The maker of KitKat chocolate bars and Maggi soups wants at least 40 to 45 percent of its business to come from markets like Brazil, China, Ghana and Vietnam within 10 years, up from about 30 percent now, Executive Vice President Frits van Dijk said.
“In 2009, we saw double-digit organic growth (in emerging market top line), and this trend will continue. In emerging markets we will have strong growth,” said van Dijk, who is also zone director for Asia, Oceania, Africa and the Middle East.
Nestle is planning to invest $1 billion in Africa over the next two years and open six new factories on the continent by 2012, including one in Algeria and another in the Democratic Republic of Congo.
One factory is planned to open in Mozambique to take advantage of a Chinese-built railroad linking the country’s coast to Zambia, van Dijk said.

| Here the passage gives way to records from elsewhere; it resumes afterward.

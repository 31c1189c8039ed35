//! Nested menu loops driving the lineal numeric core.
//!
//! Every function takes its streams as `BufRead`/`Write` so scripted
//! sessions can drive the whole console in tests. Library errors go to the
//! error stream and the current menu keeps running; end of input unwinds
//! every menu and ends the session cleanly.

use std::io::{self, BufRead, Write};

use colored::Colorize;

use lineal::error::LinealError;
use lineal::primitives::{Matrix, Vector};

/// Runs the top-level menu until the user exits or input ends.
pub fn run(
    input: &mut impl BufRead,
    out: &mut impl Write,
    err: &mut impl Write,
) -> io::Result<()> {
    loop {
        writeln!(out, "{}", "Menu:".bold())?;
        writeln!(out, "1. Matrix Operations")?;
        writeln!(out, "2. Vector Operations")?;
        writeln!(out, "3. Exit")?;
        let Some(choice) = prompt_i64(input, out, "Enter your choice: ")? else {
            return Ok(());
        };
        match choice {
            1 => matrix_menu(input, out, err)?,
            2 => vector_menu(input, out, err)?,
            3 => {
                writeln!(out, "Exiting program.")?;
                return Ok(());
            }
            _ => writeln!(out, "Invalid choice. Please enter a number between 1 and 3.")?,
        }
    }
}

fn matrix_menu(
    input: &mut impl BufRead,
    out: &mut impl Write,
    err: &mut impl Write,
) -> io::Result<()> {
    let Some(mat1) = read_matrix(input, out, "matrix 1")? else {
        return Ok(());
    };
    writeln!(out, "Matrix 1:")?;
    writeln!(out, "{mat1}")?;
    let Some(mat2) = read_matrix(input, out, "matrix 2")? else {
        return Ok(());
    };
    writeln!(out, "Matrix 2:")?;
    writeln!(out, "{mat2}")?;

    loop {
        writeln!(out, "{}", "Matrix Operation Menu:".bold())?;
        writeln!(out, "1. Matrix Addition")?;
        writeln!(out, "2. Matrix Subtraction")?;
        writeln!(out, "3. Scalar Multiplication")?;
        writeln!(out, "4. Matrix Multiplication")?;
        writeln!(out, "5. Transpose")?;
        writeln!(out, "6. Norm")?;
        writeln!(out, "7. Inverse")?;
        writeln!(out, "8. Eigenvalues")?;
        writeln!(out, "9. Determinant")?;
        writeln!(out, "10. Exit to main menu")?;
        let Some(choice) = prompt_i64(input, out, "Enter your choice: ")? else {
            return Ok(());
        };
        match choice {
            1 => match mat1.add(&mat2) {
                Ok(m) => {
                    writeln!(out, "Matrix Addition Result:")?;
                    writeln!(out, "{m}")?;
                }
                Err(e) => report(err, &e)?,
            },
            2 => match mat1.sub(&mat2) {
                Ok(m) => {
                    writeln!(out, "Matrix Subtraction Result:")?;
                    writeln!(out, "{m}")?;
                }
                Err(e) => report(err, &e)?,
            },
            3 => {
                let Some(scalar) = prompt_i64(input, out, "Enter the scalar value: ")? else {
                    return Ok(());
                };
                writeln!(out, "Scalar Multiplication Result:")?;
                writeln!(out, "{}", mat1.mul_scalar(scalar))?;
            }
            4 => match mat1.matmul(&mat2) {
                Ok(m) => {
                    writeln!(out, "Matrix Multiplication Result:")?;
                    writeln!(out, "{m}")?;
                }
                Err(e) => report(err, &e)?,
            },
            5 => {
                writeln!(out, "Transpose Result:")?;
                writeln!(out, "{}", mat1.transpose())?;
            }
            6 => {
                writeln!(out, "Norm of Matrix 1: {}", mat1.norm())?;
                writeln!(out, "Norm of Matrix 2: {}", mat2.norm())?;
            }
            7 => match mat1.inverse() {
                Ok(m) => {
                    writeln!(out, "Inverse of Matrix 1:")?;
                    writeln!(out, "{m}")?;
                }
                Err(e) => report(err, &e)?,
            },
            8 => {
                match mat1.eigenvalues() {
                    Ok([l1, l2]) => writeln!(out, "Eigenvalues of Matrix 1: {l1} {l2}")?,
                    Err(e) => report(err, &e)?,
                }
                match mat2.eigenvalues() {
                    Ok([l1, l2]) => writeln!(out, "Eigenvalues of Matrix 2: {l1} {l2}")?,
                    Err(e) => report(err, &e)?,
                }
            }
            9 => {
                match mat1.determinant() {
                    Ok(d) => writeln!(out, "Determinant of Matrix 1: {d}")?,
                    Err(e) => report(err, &e)?,
                }
                match mat2.determinant() {
                    Ok(d) => writeln!(out, "Determinant of Matrix 2: {d}")?,
                    Err(e) => report(err, &e)?,
                }
            }
            10 => return Ok(()),
            _ => writeln!(out, "Invalid choice. Please enter a number between 1 and 10.")?,
        }
    }
}

fn vector_menu(
    input: &mut impl BufRead,
    out: &mut impl Write,
    err: &mut impl Write,
) -> io::Result<()> {
    let Some(vec1) = read_vector(input, out, "vector 1")? else {
        return Ok(());
    };
    writeln!(out, "Vector 1:")?;
    writeln!(out, "{vec1}")?;
    let Some(vec2) = read_vector(input, out, "vector 2")? else {
        return Ok(());
    };
    writeln!(out, "Vector 2:")?;
    writeln!(out, "{vec2}")?;

    loop {
        writeln!(out, "{}", "Vector Operation Menu:".bold())?;
        writeln!(out, "1. Vector Addition")?;
        writeln!(out, "2. Vector Subtraction")?;
        writeln!(out, "3. Vector Inner Product")?;
        writeln!(out, "4. Exit to main menu")?;
        let Some(choice) = prompt_i64(input, out, "Enter your choice: ")? else {
            return Ok(());
        };
        match choice {
            1 => match vec1.add(&vec2) {
                Ok(v) => {
                    writeln!(out, "Vector Addition Result:")?;
                    writeln!(out, "{v}")?;
                }
                Err(e) => report(err, &e)?,
            },
            2 => match vec1.sub(&vec2) {
                Ok(v) => {
                    writeln!(out, "Vector Subtraction Result:")?;
                    writeln!(out, "{v}")?;
                }
                Err(e) => report(err, &e)?,
            },
            3 => match vec1.dot(&vec2) {
                Ok(p) => {
                    writeln!(out, "Vector Inner Product Result:")?;
                    writeln!(out, "{p}")?;
                }
                Err(e) => report(err, &e)?,
            },
            4 => return Ok(()),
            _ => writeln!(out, "Invalid choice. Please enter a number between 1 and 4.")?,
        }
    }
}

fn read_matrix(
    input: &mut impl BufRead,
    out: &mut impl Write,
    label: &str,
) -> io::Result<Option<Matrix<i64>>> {
    let rows_prompt = format!("Enter the number of rows for {label}: ");
    let Some(rows) = prompt_size(input, out, &rows_prompt)? else {
        return Ok(None);
    };
    let cols_prompt = format!("Enter the number of columns for {label}: ");
    let Some(cols) = prompt_size(input, out, &cols_prompt)? else {
        return Ok(None);
    };
    writeln!(out, "Enter elements for {label}:")?;
    let mut data = Vec::with_capacity(rows * cols);
    for i in 0..rows {
        for j in 0..cols {
            let prompt = format!("Enter element at position ({i}, {j}): ");
            let Some(value) = prompt_i64(input, out, &prompt)? else {
                return Ok(None);
            };
            data.push(value);
        }
    }
    let matrix = Matrix::from_vec(rows, cols, data).expect("element count matches rows * cols");
    Ok(Some(matrix))
}

fn read_vector(
    input: &mut impl BufRead,
    out: &mut impl Write,
    label: &str,
) -> io::Result<Option<Vector<i64>>> {
    let size_prompt = format!("Enter the size of {label}: ");
    let Some(size) = prompt_size(input, out, &size_prompt)? else {
        return Ok(None);
    };
    writeln!(out, "Enter elements for {label}:")?;
    let mut data = Vec::with_capacity(size);
    for i in 0..size {
        let prompt = format!("Enter element at position {i}: ");
        let Some(value) = prompt_i64(input, out, &prompt)? else {
            return Ok(None);
        };
        data.push(value);
    }
    Ok(Some(Vector::from_vec(data)))
}

/// Prompts until a line parses as an integer. `None` means end of input.
fn prompt_i64(
    input: &mut impl BufRead,
    out: &mut impl Write,
    prompt: &str,
) -> io::Result<Option<i64>> {
    loop {
        write!(out, "{prompt}")?;
        out.flush()?;
        let mut line = String::new();
        if input.read_line(&mut line)? == 0 {
            return Ok(None);
        }
        match line.trim().parse::<i64>() {
            Ok(value) => return Ok(Some(value)),
            Err(_) => writeln!(out, "Invalid input. Please enter an integer.")?,
        }
    }
}

fn prompt_size(
    input: &mut impl BufRead,
    out: &mut impl Write,
    prompt: &str,
) -> io::Result<Option<usize>> {
    loop {
        let Some(value) = prompt_i64(input, out, prompt)? else {
            return Ok(None);
        };
        match usize::try_from(value) {
            Ok(size) => return Ok(Some(size)),
            Err(_) => writeln!(out, "Invalid input. Please enter a non-negative integer.")?,
        }
    }
}

fn report(err: &mut impl Write, e: &LinealError) -> io::Result<()> {
    writeln!(err, "{}", e.to_string().as_str().red())
}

“We are seeing time and again where infrastructure starts to develop, that’s where the hinterland is being opened up and you see a lot of trading, and therefore disposable income becomes available,” he said.
He said Nestle sales were flourishing in countries including Vietnam, Indonesia, Chile, Columbia and Mexico, alongside Brazil, India and China.
Nestle will invest 450 million pounds in Egypt this year and another 500 million pounds over the following two years, compared with about 1 billion pounds over the last decade, van Dijk said.
Nestle competes with local firms like Juhayna and Ajwa Food Industries in Egypt, as well as international companies such as Danone.
Nestle closed its Tunisian ice cream and cereal factory for about a week because of rioting in the country, but reopened it again on Tuesday morning, van Dijk added.